Exercise aim: Among the entries below, find the lines that hold the word "seconds" and report them.

START The data

//! Error types for the moon transit validator
//!
//! Each collaborator has its own error enum so the report can decide how to
//! render a failure. None of them is fatal: the binary always exits cleanly.

use std::process::ExitStatus;
use std::time::Duration;

use thiserror::Error;

/// Application-level error, raised while preparing a run
#[derive(Error, Debug)]
pub enum ValidatorError {
    /// Configuration-related errors
    #[error("Configuration error: {message}")]
    Config { message: String },

    /// Input validation errors
    #[error("Invalid input: {message}")]
    Validation { message: String },

    /// I/O operation errors
    #[error("I/O error: {source}")]
    Io {
        #[from]
        source: std::io::Error,
    },
}

impl ValidatorError {
    /// Create a new configuration error
    pub fn config<S: Into<String>>(message: S) -> Self {
        Self::Config {
            message: message.into(),
        }
    }

    /// Create a new validation error
    pub fn validation<S: Into<String>>(message: S) -> Self {
        Self::Validation {
            message: message.into(),
        }
    }

    /// Get a user-friendly error message
    #[must_use]
    pub fn user_message(&self) -> String {
        match self {
            ValidatorError::Config { .. } => {
                "Configuration error. Please check moon-transit.toml and MOONTRANSIT_* variables."
                    .to_string()
            }
            ValidatorError::Validation { message } => {
                format!("Invalid input: {message}")
            }
            ValidatorError::Io { .. } => {
                "Could not write the report. Please check the output stream.".to_string()
            }
        }
    }
}

/// Why the astrotimes executable produced no transit time
#[derive(Error, Debug)]
pub enum AstrotimesError {
    #[error("failed to start {program}: {source}")]
    Spawn {
        program: String,
        #[source]
        source: std::io::Error,
    },

    #[error("{0}")]
    Io(#[from] std::io::Error),

    #[error("timed out after {} seconds", .0.as_secs_f64())]
    Timeout(Duration),

    #[error("exited with {0}")]
    Exit(ExitStatus),

    #[error("no Moon transit line in output")]
    NoTransit,
}

/// Failure of a USNO one-day request
#[derive(Error, Debug)]
pub enum UsnoError {
    /// Any status other than 200 OK
    #[error("{0}")]
    Status(u16),

    #[error("{0}")]
    Request(#[from] reqwest::Error),

    #[error(transparent)]
    Config(#[from] ValidatorError),
}

#[cfg(test)]
mod tests {
    use super::*;

    #[test]
    fn test_error_creation() {
        let config_err = ValidatorError::config("timeout out of range");
        assert!(matches!(config_err, ValidatorError::Config { .. }));

        let validation_err = ValidatorError::validation("invalid coordinates");
        assert!(matches!(validation_err, ValidatorError::Validation { .. }));
    }

    #[test]
    fn test_user_messages() {
        let config_err = ValidatorError::config("test");
        assert!(config_err.user_message().contains("Configuration error"));

        let validation_err = ValidatorError::validation("latitude 91");
        assert!(validation_err.user_message().contains("latitude 91"));
    }

    #[test]
    fn test_io_error_conversion() {
        let io_err = std::io::Error::new(std::io::ErrorKind::BrokenPipe, "pipe closed");
        let err: ValidatorError = io_err.into();
        assert!(matches!(err, ValidatorError::Io { .. }));
        assert!(err.user_message().contains("Could not write the report"));
    }

    #[test]
    fn test_astrotimes_error_messages() {
        let timeout = AstrotimesError::Timeout(Duration::from_secs(5));
        assert_eq!(timeout.to_string(), "timed out after 5 seconds");

        let missing = AstrotimesError::NoTransit;
        assert_eq!(missing.to_string(), "no Moon transit line in output");

        let spawn = AstrotimesError::Spawn {
            program: "./target/release/astrotimes".to_string(),
            source: std::io::Error::new(std::io::ErrorKind::NotFound, "not found"),
        };
        assert!(spawn.to_string().starts_with("failed to start ./target/release/astrotimes"));
    }

    #[test]
    fn test_usno_status_renders_code_only() {
        assert_eq!(UsnoError::Status(404).to_string(), "404");
    }
}
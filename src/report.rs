//! The manual-verification report.
//!
//! For every location the astrotimes transit is printed next to the USNO
//! Moon Position page and the parameters to enter there, followed by a
//! summary table. A failed lookup never stops the run; it just shows up as
//! `None` in the summary.

use std::io::{self, Write};

use chrono::NaiveDate;
use tracing::{info, warn};

use crate::astrotimes::TransitSource;
use crate::error::{AstrotimesError, ValidatorError};
use crate::models::{Location, TransitResult};

/// USNO calculator used for the manual check
pub const MOON_POSITION_URL: &str = "https://aa.usno.navy.mil/data/MoonPosition";

const BANNER_WIDTH: usize = 70;
const NAME_WIDTH: usize = 20;

/// Print the full report and return the per-location results in input order.
pub fn run<W, S>(
    out: &mut W,
    source: &S,
    locations: &[Location],
    today: NaiveDate,
) -> io::Result<Vec<TransitResult>>
where
    W: Write,
    S: TransitSource + ?Sized,
{
    let today = today.format("%Y-%m-%d").to_string();

    write_header(out, &today)?;

    let mut results = Vec::with_capacity(locations.len());
    for location in locations {
        results.push(check_location(out, source, location, &today)?);
    }

    write_summary(out, &results)?;
    Ok(results)
}

/// [`run`] followed by a flush, for writing straight to a terminal or pipe.
pub fn print<W, S>(
    out: &mut W,
    source: &S,
    locations: &[Location],
    today: NaiveDate,
) -> Result<Vec<TransitResult>, ValidatorError>
where
    W: Write,
    S: TransitSource + ?Sized,
{
    let results = run(out, source, locations, today)?;
    out.flush()?;
    Ok(results)
}

fn write_header<W: Write>(out: &mut W, today: &str) -> io::Result<()> {
    let banner = "=".repeat(BANNER_WIDTH);
    writeln!(out, "{banner}")?;
    writeln!(out, "Moon Transit Validation vs USNO")?;
    writeln!(out, "Date: {today}")?;
    writeln!(out, "{banner}")?;
    writeln!(out)
}

fn check_location<W, S>(
    out: &mut W,
    source: &S,
    location: &Location,
    today: &str,
) -> io::Result<TransitResult>
where
    W: Write,
    S: TransitSource + ?Sized,
{
    writeln!(out, "Testing: {}", location.name)?;
    writeln!(out, "  Coordinates: {}", location.format_coordinates())?;

    let astro_time = match source.moon_transit(location) {
        Ok(time) => {
            info!(location = %location.name, %time, "moon transit");
            writeln!(out, "  Astrotimes transit: {time}")?;
            Some(time)
        }
        Err(e) => {
            warn!(location = %location.name, "no moon transit: {e}");
            if !matches!(e, AstrotimesError::NoTransit) {
                writeln!(out, "  Astrotimes error: {e}")?;
            }
            writeln!(out, "  Astrotimes: No transit found")?;
            None
        }
    };

    writeln!(out, "  USNO: Please check manually at:")?;
    writeln!(out, "    {MOON_POSITION_URL}")?;
    writeln!(
        out,
        "    Lat: {:.4}, Lon: {:.4}, Date: {today}",
        location.latitude, location.longitude
    )?;
    writeln!(out)?;

    Ok(TransitResult::new(location, astro_time))
}

fn write_summary<W: Write>(out: &mut W, results: &[TransitResult]) -> io::Result<()> {
    let banner = "=".repeat(BANNER_WIDTH);
    writeln!(out)?;
    writeln!(out, "{banner}")?;
    writeln!(out, "Summary")?;
    writeln!(out, "{banner}")?;
    for result in results {
        writeln!(
            out,
            "{:<NAME_WIDTH$} Transit: {}",
            result.location,
            result.format_transit()
        )?;
    }
    writeln!(out)?;
    writeln!(out, "Next step: Manually verify against USNO Moon Position calculator")?;
    writeln!(out, "{MOON_POSITION_URL}")
}
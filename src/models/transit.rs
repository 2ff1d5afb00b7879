//! Per-location outcome of a report run

use serde::{Deserialize, Serialize};

use super::Location;

/// Transit lookup result for one location
#[derive(Debug, Serialize, Deserialize, Clone, PartialEq)]
pub struct TransitResult {
    /// Location name
    pub location: String,
    /// Moon transit as reported by astrotimes (`HH:MM:SS`), if any
    pub astro_time: Option<String>,
    pub latitude: f64,
    pub longitude: f64,
}

impl TransitResult {
    #[must_use]
    pub fn new(location: &Location, astro_time: Option<String>) -> Self {
        Self {
            location: location.name.clone(),
            astro_time,
            latitude: location.latitude,
            longitude: location.longitude,
        }
    }

    /// Transit time for the summary table; `None` when astrotimes gave nothing
    #[must_use]
    pub fn format_transit(&self) -> &str {
        self.astro_time.as_deref().unwrap_or("None")
    }
}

END The data

Final answer:
    #[error("timed out after {} seconds", .0.as_secs_f64())]
        assert_eq!(timeout.to_string(), "timed out after 5 seconds");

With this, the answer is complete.